The evidence convinces us that the option was granted because the employer and the employee both believed that it was desirable that the employee be given immediate assurance that the stock of the employer corporation, which it seems was closely held by a family, could be purchased by him. The full compensation in the form of salary and a percentage of sales and profits had already been agreed to when at the last moment the parties considered the desirability of giving petitioner this opportunity and thereupon incorporated the option provision in the agreement. In view of the fact that when the petitioner acquired the option in 1938 to purchase at $5.40 per share, the market value was approximately $3 or $3.25 per share, it can hardly be said that the option was given with compensation in mind.

The terms and conditions of the employment agreement as originally drafted were not changed by the granting of this option. The full compensation in the form of salary and a percentage of sales and profits remained the same. We think it is also significant that the option did not replace a prior bonus agreement and, further, that the salary alone, aside from percentage of sales and profits, exceeded the salary petitioner received from his former employer.

It is also significant that the option price and the number of shares subject to the option were not dependent upon the effectiveness of petitioner's services, such as in increasing sales or profits. Furthermore, the purchase, pursuant to the option, required a substantial payment by the petitioner and the stock once acquired could be retained regardless of whether or not the petitioner remained in the employ of the corporation.

The respondent stresses the fact that the employment contract refers to the option as being given ‘In order to induce you to enter into this agreement. ‘ However, as has been previously held, such language is not conclusive, Herbert G. Springford, 41 B.T.A. 1001, and Gordon M. Evans, 38 B.T.A. 1406, and the reasonableness of this view is apparent here. Not only was this phrase part of a standard type of stock option clause which the attorney for the employer inserted at the last moment in response to instructions to provide an opportunity for the petitioner to share some day in the ownership of the corporation but, in addition, it has little meaning in view of the previous paragraph which deals with the more important matter of salary and percentage of sales and profits. This paragraph provides: ‘As full compensation for all services to be rendered by you hereunder * * * you shall be paid the following: * * * .‘ The remainder of the paragraph relates to the salary and percentage of sales and profits and nowhere in that paragraph is the option referred to as compensation or even mentioned.

We have also taken into account the fact that the employer claimed a deduction for salary and wages in its fiscal year 1946 incident to the exercise of the option in that year although it did not seek a like deduction in its fiscal years 1943 and 1944 when petitioner exercised his option during those years. However, we think it is clear that petitioner cannot be bound by the action his employer decided to take in connection with the exercise of the stock option. Delbert B. Geeseman, supra, Estate of Lauson Stone, 19 T.C. 872.

Two witnesses were called to explain the differences in treatment upon the exercise of the option during the several years but we find nothing in their testimony which we regard as helpful in resolving the question we are called upon to decide.
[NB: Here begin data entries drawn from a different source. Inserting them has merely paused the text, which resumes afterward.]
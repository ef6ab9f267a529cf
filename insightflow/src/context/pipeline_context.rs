//! Append-only store of stage results for one run.

use crate::core::StageResult;
use crate::errors::OutputConflictError;
use serde::{Deserialize, Serialize};

/// Insertion-ordered mapping from stage name to its result.
///
/// A stage name can be written once; a second insert is an
/// [`OutputConflictError`].
#[derive(Debug, Clone, Default, PartialEq, Serialize, Deserialize)]
#[serde(transparent)]
pub struct PipelineContext {
    results: Vec<StageResult>,
}

impl PipelineContext {
    /// Creates an empty context.
    #[must_use]
    pub fn new() -> Self {
        Self::default()
    }

    /// Appends a result.
    ///
    /// # Errors
    ///
    /// Returns [`OutputConflictError`] if a result for the same stage exists.
    pub fn insert(&mut self, result: StageResult) -> Result<(), OutputConflictError> {
        if self.contains(&result.stage_name) {
            return Err(OutputConflictError::new(
                &result.stage_name,
                "a result for this stage is already recorded",
            ));
        }
        self.results.push(result);
        Ok(())
    }

    /// Gets the result for a stage.
    #[must_use]
    pub fn get(&self, stage: &str) -> Option<&StageResult> {
        self.results.iter().find(|r| r.stage_name == stage)
    }

    /// Checks if a result exists for a stage.
    #[must_use]
    pub fn contains(&self, stage: &str) -> bool {
        self.get(stage).is_some()
    }

    /// Returns the number of results.
    #[must_use]
    pub fn len(&self) -> usize {
        self.results.len()
    }

    /// Returns true if no stage has produced a result.
    #[must_use]
    pub fn is_empty(&self) -> bool {
        self.results.is_empty()
    }

    /// Iterates results in insertion order.
    pub fn iter(&self) -> impl Iterator<Item = &StageResult> {
        self.results.iter()
    }

    /// Returns stage names in insertion order.
    #[must_use]
    pub fn stage_names(&self) -> Vec<&str> {
        self.results.iter().map(|r| r.stage_name.as_str()).collect()
    }

    /// Returns the most recently inserted result.
    #[must_use]
    pub fn last(&self) -> Option<&StageResult> {
        self.results.last()
    }
}

impl<'a> IntoIterator for &'a PipelineContext {
    type Item = &'a StageResult;
    type IntoIter = std::slice::Iter<'a, StageResult>;

    fn into_iter(self) -> Self::IntoIter {
        self.results.iter()
    }
}
//! Top-level orchestration: turns a validated [`Program`] into the set
//! of translation units spec.md §4.5/§6 describes — one `.j`-style unit
//! per record type plus a `Main` unit holding static fields, a default-
//! initializer section, one method per routine, and the `main` entry
//! point.

use ilc_par::ast::{Program, Statement};
use ilc_sem::{SymbolTable, Type};
use ilc_util::Symbol;

use crate::descriptor::{collect_globals, collect_record_defs, collect_routine_sigs, descriptor_of, method_descriptor};
use crate::emitter::Emitter;
use crate::error::{CodegenError, Result};
use crate::stmt::emit_block;

/// A record unit's or the main unit's name paired with its assembled
/// text, ready to be written to `<name>.j` by the driver before handing
/// the files to the external assembler (records first, then `Main`, per
/// spec.md §6's invocation order).
pub struct CompiledUnit {
    pub name: String,
    pub text: String,
}

pub struct CompiledUnits {
    pub records: Vec<CompiledUnit>,
    pub main: CompiledUnit,
}

pub fn generate(program: &Program, table: &SymbolTable) -> Result<CompiledUnits> {
    let records = collect_record_defs(program, table)?;
    let routines = collect_routine_sigs(program, table)?;
    let globals = collect_globals(program, table)?;

    let mut record_units = Vec::new();
    for stmt in program {
        if let Statement::TypeDecl { name, .. } = stmt {
            if let Some(fields) = records.get(name) {
                record_units.push(CompiledUnit { name: name.to_string(), text: emit_record_unit(*name, fields) });
            }
        }
    }

    let main_text = emit_main_unit(program, table, &records, &routines, &globals)?;
    Ok(CompiledUnits { records: record_units, main: CompiledUnit { name: "Main".to_string(), text: main_text } })
}

fn emit_record_unit(name: Symbol, fields: &[(Symbol, Type)]) -> String {
    let mut out = String::new();
    out.push_str(&format!(".class public {name}\n.super java/lang/Object\n\n"));
    for (field_name, field_ty) in fields {
        out.push_str(&format!(".field public {field_name} {}\n", descriptor_of(field_ty)));
    }
    out.push('\n');
    out.push_str(".method public <init>()V\n");
    out.push_str("    .limit stack 1\n");
    out.push_str("    .limit locals 1\n");
    out.push_str("    aload_0\n");
    out.push_str("    invokespecial java/lang/Object/<init>()V\n");
    out.push_str("    return\n");
    out.push_str(".end method\n");
    out
}

fn emit_main_unit(
    program: &Program,
    table: &SymbolTable,
    records: &crate::descriptor::RecordDefs,
    routines: &crate::descriptor::RoutineSigs,
    globals: &ilc_util::FxHashMap<Symbol, Type>,
) -> Result<String> {
    let mut out = String::new();
    out.push_str(".class public Main\n.super java/lang/Object\n\n");

    for (name, ty) in globals {
        out.push_str(&format!(".field public static {name} {}\n", descriptor_of(ty)));
    }
    out.push('\n');

    out.push_str(&emit_static_initializer(program, table, records, globals)?);
    out.push('\n');

    let mut user_main: Option<&Statement> = None;
    for stmt in program {
        if let Statement::RoutineDecl { name, .. } = stmt {
            if name.as_str() == "main" {
                user_main = Some(stmt);
                continue;
            }
            out.push_str(&emit_routine(table, records, routines, globals, stmt)?);
            out.push('\n');
        }
    }

    out.push_str(&emit_entry_point(table, records, routines, globals, user_main)?);
    Ok(out)
}

/// `<clinit>`-equivalent: zero-initializes integer/string static fields
/// and allocates record/array fields via their defaults, per spec.md
/// §4.5. Real and boolean fields get the JVM's implicit static-field
/// zero value and need no explicit store.
fn emit_static_initializer(
    program: &Program,
    table: &SymbolTable,
    records: &crate::descriptor::RecordDefs,
    globals: &ilc_util::FxHashMap<Symbol, Type>,
) -> Result<String> {
    let empty_routine_sigs = crate::descriptor::RoutineSigs::default();
    let mut em = Emitter::new(table, records, &empty_routine_sigs, globals);
    for stmt in program {
        match stmt {
            Statement::VarDecl { name, init: None, .. } => {
                if let Some(ty) = globals.get(name) {
                    emit_static_default(&mut em, *name, ty);
                }
            }
            Statement::VarDecl { name, init: Some(init_expr), .. } => {
                if let Some(ty) = globals.get(name) {
                    let init_ty = crate::expr::emit_expr(&mut em, init_expr)?;
                    if ty.is_real() && init_ty.is_integer() {
                        em.emit("i2d");
                    }
                    em.store_var(*name, ty);
                }
            }
            Statement::ArrayDecl { name, .. } => {
                if let Some(ty) = globals.get(name) {
                    emit_static_default(&mut em, *name, ty);
                }
            }
            _ => {}
        }
    }
    let body = em.take_body();

    let mut out = String::new();
    out.push_str(".method static <clinit>()V\n");
    out.push_str(&format!("    .limit stack 8\n    .limit locals 0\n{body}"));
    out.push_str("    return\n.end method\n");
    Ok(out)
}

fn emit_static_default(em: &mut Emitter, name: Symbol, ty: &Type) {
    match ty {
        t if t.is_string() => {
            em.emit("aconst_null");
            em.store_var(name, ty);
        }
        Type::Simple(record_name) if !SymbolTable::is_builtin_type(*record_name) => {
            em.emit(format!("new {record_name}"));
            em.emit("dup");
            em.emit(format!("invokespecial {record_name}/<init>()V"));
            em.store_var(name, ty);
        }
        Type::Array { element, size } => {
            crate::expr::push_int(em, *size);
            if crate::emitter::is_reference_type(element) {
                em.emit(format!("anewarray {}", reference_class_name(element)));
            } else {
                let tag = if element.is_real() {
                    "double"
                } else if element.is_boolean() {
                    "boolean"
                } else {
                    "int"
                };
                em.emit(format!("newarray {tag}"));
            }
            em.store_var(name, ty);
        }
        // integer/boolean/real fields take the JVM's implicit static
        // zero value; nothing to emit.
        _ => {}
    }
}

fn reference_class_name(ty: &Type) -> String {
    match ty {
        Type::Simple(name) if name.as_str() == "string" => "java/lang/String".to_string(),
        Type::Simple(name) => name.to_string(),
        Type::Array { .. } => descriptor_of(ty),
        Type::Record { .. } => unreachable!("anonymous record types never reach codegen"),
    }
}

fn emit_routine(
    table: &SymbolTable,
    records: &crate::descriptor::RecordDefs,
    routines: &crate::descriptor::RoutineSigs,
    globals: &ilc_util::FxHashMap<Symbol, Type>,
    stmt: &Statement,
) -> Result<String> {
    let Statement::RoutineDecl { name, params, body, .. } = stmt else {
        unreachable!("emit_routine is only called on RoutineDecl statements");
    };
    let (param_types, ret) = routines.get(name).cloned().ok_or_else(|| CodegenError::UnknownRoutine(name.to_string()))?;

    let mut em = Emitter::new(table, records, routines, globals);
    for (param, param_ty) in params.iter().zip(param_types.iter()) {
        em.state.declare_local(param.name, param_ty.clone());
    }
    emit_block(&mut em, body)?;
    if ret.is_void() && !ilc_sem::has_return(body) {
        em.emit("return");
    }
    let body_text = em.take_body();

    let descriptor = method_descriptor(&param_types, &ret);
    let mut out = String::new();
    out.push_str(&format!(".method public static {name}{descriptor}\n"));
    out.push_str(&format!("    .limit stack 16\n    .limit locals {}\n", em.state.locals_limit()));
    out.push_str(&body_text);
    out.push_str(".end method\n");
    Ok(out)
}

/// The `main` method the JVM-like runtime invokes: inlines a void user
/// `main`'s body directly, or calls a typed `main` and discards its
/// result, per spec.md §4.5.
fn emit_entry_point(
    table: &SymbolTable,
    records: &crate::descriptor::RecordDefs,
    routines: &crate::descriptor::RoutineSigs,
    globals: &ilc_util::FxHashMap<Symbol, Type>,
    user_main: Option<&Statement>,
) -> Result<String> {
    let mut em = Emitter::new(table, records, routines, globals);
    if let Some(Statement::RoutineDecl { body, return_type, .. }) = user_main {
        if return_type.is_none() {
            emit_block(&mut em, body)?;
        } else {
            let (_, ret) = routines.get(&Symbol::intern("main")).cloned().unwrap_or((Vec::new(), Type::void()));
            em.emit(format!("invokestatic Main/main{}", method_descriptor(&Vec::new(), &ret)));
            if !ret.is_void() {
                em.emit(if ret.is_real() { "pop2" } else { "pop" });
            }
        }
    }
    em.emit("return");
    let body_text = em.take_body();

    let mut out = String::new();
    out.push_str(".method public static main([Ljava/lang/String;)V\n");
    out.push_str(&format!("    .limit stack 16\n    .limit locals {}\n", em.state.locals_limit().max(1)));
    out.push_str(&body_text);
    out.push_str(".end method\n");
    Ok(out)
}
After a careful consideration of the entire record, we have concluded that the stock option was not given with a view toward compensation but instead was given for the purpose of enabling the petitioner to acquire a proprietary interest in the employer corporation at some future time. Therefore, the petitioner did not realize the taxable income upon the exercise of the option in 1946.

From our determination of this issue, it follows that the respondent cannot be sustained in his disallowance of part of the medical expense deduction claimed for the taxable year 1946.

Decision will be entered under Rule 50.